++++ PROVIDED ENTRIES

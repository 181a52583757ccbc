//! Inline markup lexer.
//!
//! Turns one line of text into flat emphasis runs. At every position the
//! longest matching opener is taken and only that form's closer is searched
//! for. Nothing nests: the first closer found ends the run and its contents
//! are not lexed again. An opener without a closer leaves one literal
//! character behind and the scan moves on.

use crate::model::{InlineContent, InlineRun, InlineStyle};

/// Delimiter forms in match order: (opener, closer, style).
const FORMS: [(&str, &str, InlineStyle); 6] = [
    ("***", "***", InlineStyle::BoldItalic),
    ("**", "**", InlineStyle::Bold),
    ("*_", "_*", InlineStyle::BoldItalic),
    ("*", "*", InlineStyle::Italic),
    ("_", "_", InlineStyle::Italic),
    ("`", "`", InlineStyle::Code),
];

/// Lex a line into styled runs.
///
/// Adjacent literal text is merged into a single plain run. Empty delimiter
/// pairs (`****`) produce zero-length runs; callers that paint runs should
/// skip them.
pub fn lex(text: &str) -> Vec<InlineRun> {
    let mut runs = Vec::new();
    let mut plain = String::new();
    let mut pos = 0;

    while pos < text.len() {
        let rest = &text[pos..];

        if let Some((style, inner, consumed)) = match_delimited(rest) {
            if !plain.is_empty() {
                runs.push(InlineRun::plain(std::mem::take(&mut plain)));
            }
            runs.push(InlineRun::new(style, inner));
            pos += consumed;
            continue;
        }

        let Some(ch) = rest.chars().next() else {
            break;
        };
        plain.push(ch);
        pos += ch.len_utf8();
    }

    if !plain.is_empty() {
        runs.push(InlineRun::plain(plain));
    }
    runs
}

/// Lex multi-line text, keeping an explicit break between source lines.
pub fn lex_multiline(text: &str) -> Vec<InlineContent> {
    let mut content = Vec::new();
    for (i, line) in text.lines().enumerate() {
        if i > 0 {
            content.push(InlineContent::LineBreak);
        }
        content.extend(lex(line).into_iter().map(InlineContent::Run));
    }
    content
}

/// Concatenate run texts, dropping all emphasis.
pub fn plain_text(runs: &[InlineRun]) -> String {
    runs.iter().map(|r| r.text.as_str()).collect()
}

/// Strip emphasis delimiters from a line.
pub fn strip_markup(text: &str) -> String {
    plain_text(&lex(text))
}

/// Match the longest opener at the start of `rest` against its own closer.
///
/// Returns the style, the enclosed text and the number of bytes consumed
/// including both delimiters. Shorter forms are not retried when the closer
/// is missing.
fn match_delimited(rest: &str) -> Option<(InlineStyle, &str, usize)> {
    let &(open, close, style) = FORMS.iter().find(|(open, _, _)| rest.starts_with(*open))?;
    let body = &rest[open.len()..];
    let end = body.find(close)?;
    Some((style, &body[..end], open.len() + end + close.len()))
}
//! Rendering module: adaptive layout and output formats.

mod json;
mod layout;
mod markdown;
mod options;
mod result;
mod text;
mod tree;
pub mod visitor;

pub use json::{to_json, JsonFormat};
pub use layout::{render, LayoutRenderer};
pub use markdown::{to_markdown, MarkdownRenderer};
pub use options::{RenderOptions, TableLayout, Viewport, VIEWPORT_ENV};
pub use result::DocumentStats;
pub use text::to_text;
pub use tree::{Cell, FactCard, FactField, HeadingTone, RenderNode, RenderTree};
pub use visitor::{CompositeVisitor, DefaultVisitor, RenderVisitor, VisitorAction};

++++++++

> _WORK INSTRUCTIONS_:
Set down the lines of the records exactly, from the first one through the line containing "plain.push(ch);", and add nothing else.

> _OUTPUT_:
repository 181a52583757ccbc
//! Inline markup lexer.
//!
//! Turns one line of text into flat emphasis runs. At every position the
//! longest matching opener is taken and only that form's closer is searched
//! for. Nothing nests: the first closer found ends the run and its contents
//! are not lexed again. An opener without a closer leaves one literal
//! character behind and the scan moves on.

use crate::model::{InlineContent, InlineRun, InlineStyle};

/// Delimiter forms in match order: (opener, closer, style).
const FORMS: [(&str, &str, InlineStyle); 6] = [
    ("***", "***", InlineStyle::BoldItalic),
    ("**", "**", InlineStyle::Bold),
    ("*_", "_*", InlineStyle::BoldItalic),
    ("*", "*", InlineStyle::Italic),
    ("_", "_", InlineStyle::Italic),
    ("`", "`", InlineStyle::Code),
];

/// Lex a line into styled runs.
///
/// Adjacent literal text is merged into a single plain run. Empty delimiter
/// pairs (`****`) produce zero-length runs; callers that paint runs should
/// skip them.
pub fn lex(text: &str) -> Vec<InlineRun> {
    let mut runs = Vec::new();
    let mut plain = String::new();
    let mut pos = 0;

    while pos < text.len() {
        let rest = &text[pos..];

        if let Some((style, inner, consumed)) = match_delimited(rest) {
            if !plain.is_empty() {
                runs.push(InlineRun::plain(std::mem::take(&mut plain)));
            }
            runs.push(InlineRun::new(style, inner));
            pos += consumed;
            continue;
        }

        let Some(ch) = rest.chars().next() else {
            break;
        };
        plain.push(ch);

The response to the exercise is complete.